The objective of Sewer Shark is to travel all the way from the home base to Solar City without crashing or running out of energy, and while maintaining a satisfactory level of performance as judged by Ghost and Commissioner Stenchler. As in other rail shooters, the ship mostly flies itself, leaving the player to shoot ratigators (mutant crosses between rats and alligators), bats, giant scorpions and mechanical moles. Along the way, Catfish gives the player directions. If the player takes a wrong turn or misses a turn, they eventually hit a dead end and crash, ending the game. Later in the game, Catfish is replaced by a "crazy lookin' thing", which visually guides the player through the sewers.

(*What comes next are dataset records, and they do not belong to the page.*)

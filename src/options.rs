//! Configuration options for a [`Page`](crate::Page).
//!
//! The `Options` struct controls the few behaviours that are a choice rather
//! than a platform rule: the fallback tag, batch-prepend ordering and listener
//! de-duplication.

/// Ordering used by [`Html::prepend_many`](crate::Html::prepend_many).
#[derive(Debug, Clone, Copy, Default, PartialEq, Eq)]
pub enum BatchPrepend {
    /// Prepend each item in argument order, one at a time. The last item
    /// ends up first, so `prepend_many([a, b, c])` yields `[c, b, a]`.
    #[default]
    Reverse,

    /// Keep argument order: `prepend_many([a, b, c])` yields `[a, b, c]`
    /// ahead of any existing children.
    Preserve,
}

/// Configuration options for a page.
///
/// All fields are public for easy configuration. Use `Default::default()`
/// for standard settings.
///
/// # Example
///
/// ```rust
/// use html_fluent::{BatchPrepend, Options};
///
/// let options = Options {
///     batch_prepend: BatchPrepend::Preserve,
///     ..Options::default()
/// };
/// assert_eq!(options.default_tag, "div");
/// ```
#[derive(Debug, Clone)]
pub struct Options {
    /// Tag used when an element is created from an empty tag name.
    ///
    /// Default: `"div"`
    pub default_tag: String,

    /// Ordering of batch prepends.
    ///
    /// Default: [`BatchPrepend::Reverse`]
    pub batch_prepend: BatchPrepend,

    /// Ignore a second registration of the same listener for the same event
    /// on the same element.
    ///
    /// Default: `true`
    pub dedupe_listeners: bool,
}

impl Default for Options {
    fn default() -> Self {
        Self {
            default_tag: "div".to_string(),
            batch_prepend: BatchPrepend::default(),
            dedupe_listeners: true,
        }
    }
}

#[cfg(test)]
mod tests {
    use super::*;

    #[test]
    fn test_default_options() {
        let options = Options::default();
        assert_eq!(options.default_tag, "div");
        assert_eq!(options.batch_prepend, BatchPrepend::Reverse);
        assert!(options.dedupe_listeners);
    }

    #[test]
    fn test_struct_update_overrides_selected_fields_only() {
        let options = Options {
            default_tag: "section".to_string(),
            ..Options::default()
        };
        assert_eq!(options.default_tag, "section");
        assert_eq!(options.batch_prepend, BatchPrepend::Reverse);
    }
}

The ship has a limited amount of energy, which depletes slowly during flight and while firing. Scorpions also rob the ship of energy if the player fails to shoot them down. This energy can be partially replenished at recharge stations. In later areas, the ship encounters occasional pockets of hydrogen that the player must have Catfish detonate to pass through safely.

At certain times, Ghost or Stenchler interrupt the player to give direct feedback. If the player is doing well, they are allowed to continue and are occasionally given a promotion in the form of a new call sign. A poor performance will eventually cause the game to end.

Sewer Shark is often referred to as an interactive movie due to its use of full motion video to convey the action, and the navigation aspect of the game is frequently compared to Dragon's Lair, since turns are gates that the player must pass through to continue playing.

== Production ==
The game originated on the cancelled VHS-based Control-Vision video game console. The video was split into four distinct tracks that were interleaved frame-by-frame, and the hardware would switch between tracks to, for example, show a turn being taken or ignored, along with the outcome of that decision (e.g. crashing into a wall). In converting the game to the Sega CD platform, Digital Pictures maintained this approach by having the console read all four tracks worth of data as a single continuous stream to minimize seek time on the CD. To work within the console's limitations, the developers wrote a custom video codec to highly compress the data streams so they could be read in realtime from the CD. This codec was also used in Night Trap and the Make My Video series, and an improved version was later used in Prize Fighter. A port was also planned for the Super NES CD-ROM before the system's cancellation.

Digital Pictures president Tom Zito has identified Rob Fulop, Kenneth Melville, and Charlie Kelner as the three main creative minds behind Sewer Shark. The video footage in Sewer Shark was directed by visual effects artist John Dykstra.

According to Zito, Sewer Shark cost $3 million to develop.

== Reception ==

Sewer Shark is one of the Sega CD's best-selling games, with more than 100,000 units sold prior to having been bundled with the system. Over 500,000 copies were bundled with the Sega CD, while non-bundled copies grossed about in retail sales. In the end the game sold more than 750,000 copies.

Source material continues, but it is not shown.